# [How to complete this task]
From the records below, copy out exactly the lines from the one containing "filename src/crawler/fetcher.rs" to the one containing "A fetched document", both included. Add nothing else.

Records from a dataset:
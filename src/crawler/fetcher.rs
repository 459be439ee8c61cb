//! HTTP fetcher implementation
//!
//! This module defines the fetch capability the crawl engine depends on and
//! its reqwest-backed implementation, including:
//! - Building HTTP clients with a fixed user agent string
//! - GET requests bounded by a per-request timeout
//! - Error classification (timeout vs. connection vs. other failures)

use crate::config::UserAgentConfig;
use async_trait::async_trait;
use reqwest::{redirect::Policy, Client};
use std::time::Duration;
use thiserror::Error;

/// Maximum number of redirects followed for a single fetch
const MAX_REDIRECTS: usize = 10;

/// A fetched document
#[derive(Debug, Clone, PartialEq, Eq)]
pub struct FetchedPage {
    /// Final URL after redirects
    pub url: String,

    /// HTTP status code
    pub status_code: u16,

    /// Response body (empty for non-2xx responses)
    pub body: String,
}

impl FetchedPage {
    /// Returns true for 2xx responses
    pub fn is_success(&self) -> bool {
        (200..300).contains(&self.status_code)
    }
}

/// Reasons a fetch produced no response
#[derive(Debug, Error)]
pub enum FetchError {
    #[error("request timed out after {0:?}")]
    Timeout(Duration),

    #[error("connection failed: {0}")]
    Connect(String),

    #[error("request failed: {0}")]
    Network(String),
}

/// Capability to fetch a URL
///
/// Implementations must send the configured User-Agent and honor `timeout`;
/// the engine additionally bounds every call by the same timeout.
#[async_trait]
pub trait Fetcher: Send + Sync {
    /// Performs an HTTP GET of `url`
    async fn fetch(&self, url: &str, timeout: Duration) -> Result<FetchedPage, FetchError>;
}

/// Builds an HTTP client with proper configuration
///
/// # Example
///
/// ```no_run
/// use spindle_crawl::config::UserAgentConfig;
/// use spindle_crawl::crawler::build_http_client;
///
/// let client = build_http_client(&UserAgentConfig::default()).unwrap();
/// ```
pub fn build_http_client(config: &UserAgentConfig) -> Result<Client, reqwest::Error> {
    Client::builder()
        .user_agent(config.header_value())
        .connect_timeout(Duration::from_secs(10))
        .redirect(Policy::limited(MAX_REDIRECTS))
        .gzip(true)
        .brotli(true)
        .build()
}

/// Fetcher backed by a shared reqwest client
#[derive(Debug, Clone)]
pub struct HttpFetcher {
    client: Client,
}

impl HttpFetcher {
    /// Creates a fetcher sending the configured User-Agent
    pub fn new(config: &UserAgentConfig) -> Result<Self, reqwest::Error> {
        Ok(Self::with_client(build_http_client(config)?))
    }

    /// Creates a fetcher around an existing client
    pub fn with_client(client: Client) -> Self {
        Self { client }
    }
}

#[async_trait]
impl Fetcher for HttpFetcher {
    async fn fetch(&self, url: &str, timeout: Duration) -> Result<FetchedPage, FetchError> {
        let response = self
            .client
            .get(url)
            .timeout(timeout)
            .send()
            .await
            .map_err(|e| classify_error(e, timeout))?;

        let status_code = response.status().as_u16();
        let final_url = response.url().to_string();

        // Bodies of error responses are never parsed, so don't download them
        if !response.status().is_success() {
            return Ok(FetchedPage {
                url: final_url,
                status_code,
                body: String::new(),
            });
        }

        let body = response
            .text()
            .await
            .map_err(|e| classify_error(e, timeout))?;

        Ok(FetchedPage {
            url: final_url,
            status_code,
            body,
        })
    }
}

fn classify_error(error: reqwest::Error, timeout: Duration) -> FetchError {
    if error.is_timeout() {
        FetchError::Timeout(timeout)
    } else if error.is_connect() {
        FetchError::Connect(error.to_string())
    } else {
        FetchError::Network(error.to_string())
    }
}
==
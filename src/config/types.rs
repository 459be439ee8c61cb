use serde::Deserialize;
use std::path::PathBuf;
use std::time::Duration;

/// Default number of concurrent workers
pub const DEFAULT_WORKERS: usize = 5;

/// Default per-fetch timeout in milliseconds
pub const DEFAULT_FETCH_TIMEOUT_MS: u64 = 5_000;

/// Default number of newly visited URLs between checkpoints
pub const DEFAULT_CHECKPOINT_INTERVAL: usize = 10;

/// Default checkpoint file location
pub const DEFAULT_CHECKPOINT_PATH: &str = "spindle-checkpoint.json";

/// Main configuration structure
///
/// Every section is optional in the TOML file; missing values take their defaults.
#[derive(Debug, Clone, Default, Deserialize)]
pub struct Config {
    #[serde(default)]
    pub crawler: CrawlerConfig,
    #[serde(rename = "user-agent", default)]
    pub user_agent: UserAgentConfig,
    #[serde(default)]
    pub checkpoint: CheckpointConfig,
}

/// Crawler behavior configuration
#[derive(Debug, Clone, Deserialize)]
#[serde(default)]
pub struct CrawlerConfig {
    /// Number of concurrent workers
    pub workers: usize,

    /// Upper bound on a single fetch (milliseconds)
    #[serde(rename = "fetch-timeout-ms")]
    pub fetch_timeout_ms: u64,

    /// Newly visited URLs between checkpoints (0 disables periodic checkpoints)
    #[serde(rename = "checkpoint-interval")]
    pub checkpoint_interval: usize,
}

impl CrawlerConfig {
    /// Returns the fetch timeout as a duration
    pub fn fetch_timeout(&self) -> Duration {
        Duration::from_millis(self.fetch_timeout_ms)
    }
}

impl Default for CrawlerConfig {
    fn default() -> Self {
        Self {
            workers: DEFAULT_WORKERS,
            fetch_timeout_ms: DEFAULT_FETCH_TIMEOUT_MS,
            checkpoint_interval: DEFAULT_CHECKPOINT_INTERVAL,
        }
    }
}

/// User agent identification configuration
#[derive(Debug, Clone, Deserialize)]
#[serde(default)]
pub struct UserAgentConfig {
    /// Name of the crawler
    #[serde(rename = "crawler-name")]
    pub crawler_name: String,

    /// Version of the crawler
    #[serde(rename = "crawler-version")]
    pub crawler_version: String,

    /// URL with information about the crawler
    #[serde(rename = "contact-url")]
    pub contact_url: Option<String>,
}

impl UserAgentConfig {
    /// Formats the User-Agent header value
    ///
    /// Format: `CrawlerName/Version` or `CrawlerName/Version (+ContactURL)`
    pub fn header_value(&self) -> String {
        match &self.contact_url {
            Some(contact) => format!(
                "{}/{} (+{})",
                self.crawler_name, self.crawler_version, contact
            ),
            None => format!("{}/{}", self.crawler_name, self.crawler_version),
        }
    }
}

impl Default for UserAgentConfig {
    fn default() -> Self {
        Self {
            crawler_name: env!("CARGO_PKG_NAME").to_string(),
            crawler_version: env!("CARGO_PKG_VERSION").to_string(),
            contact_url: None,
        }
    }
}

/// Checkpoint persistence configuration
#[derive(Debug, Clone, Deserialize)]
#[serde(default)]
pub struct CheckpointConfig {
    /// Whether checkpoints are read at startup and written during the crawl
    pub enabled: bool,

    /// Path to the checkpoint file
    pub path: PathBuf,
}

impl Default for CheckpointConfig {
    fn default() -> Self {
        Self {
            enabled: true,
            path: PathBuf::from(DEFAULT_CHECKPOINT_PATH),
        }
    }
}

# [Expected answer]
filename src/crawler/fetcher.rs
repository 459be439ee8c61cb
//! HTTP fetcher implementation
//!
//! This module defines the fetch capability the crawl engine depends on and
//! its reqwest-backed implementation, including:
//! - Building HTTP clients with a fixed user agent string
//! - GET requests bounded by a per-request timeout
//! - Error classification (timeout vs. connection vs. other failures)

use crate::config::UserAgentConfig;
use async_trait::async_trait;
use reqwest::{redirect::Policy, Client};
use std::time::Duration;
use thiserror::Error;

/// Maximum number of redirects followed for a single fetch
const MAX_REDIRECTS: usize = 10;

/// A fetched document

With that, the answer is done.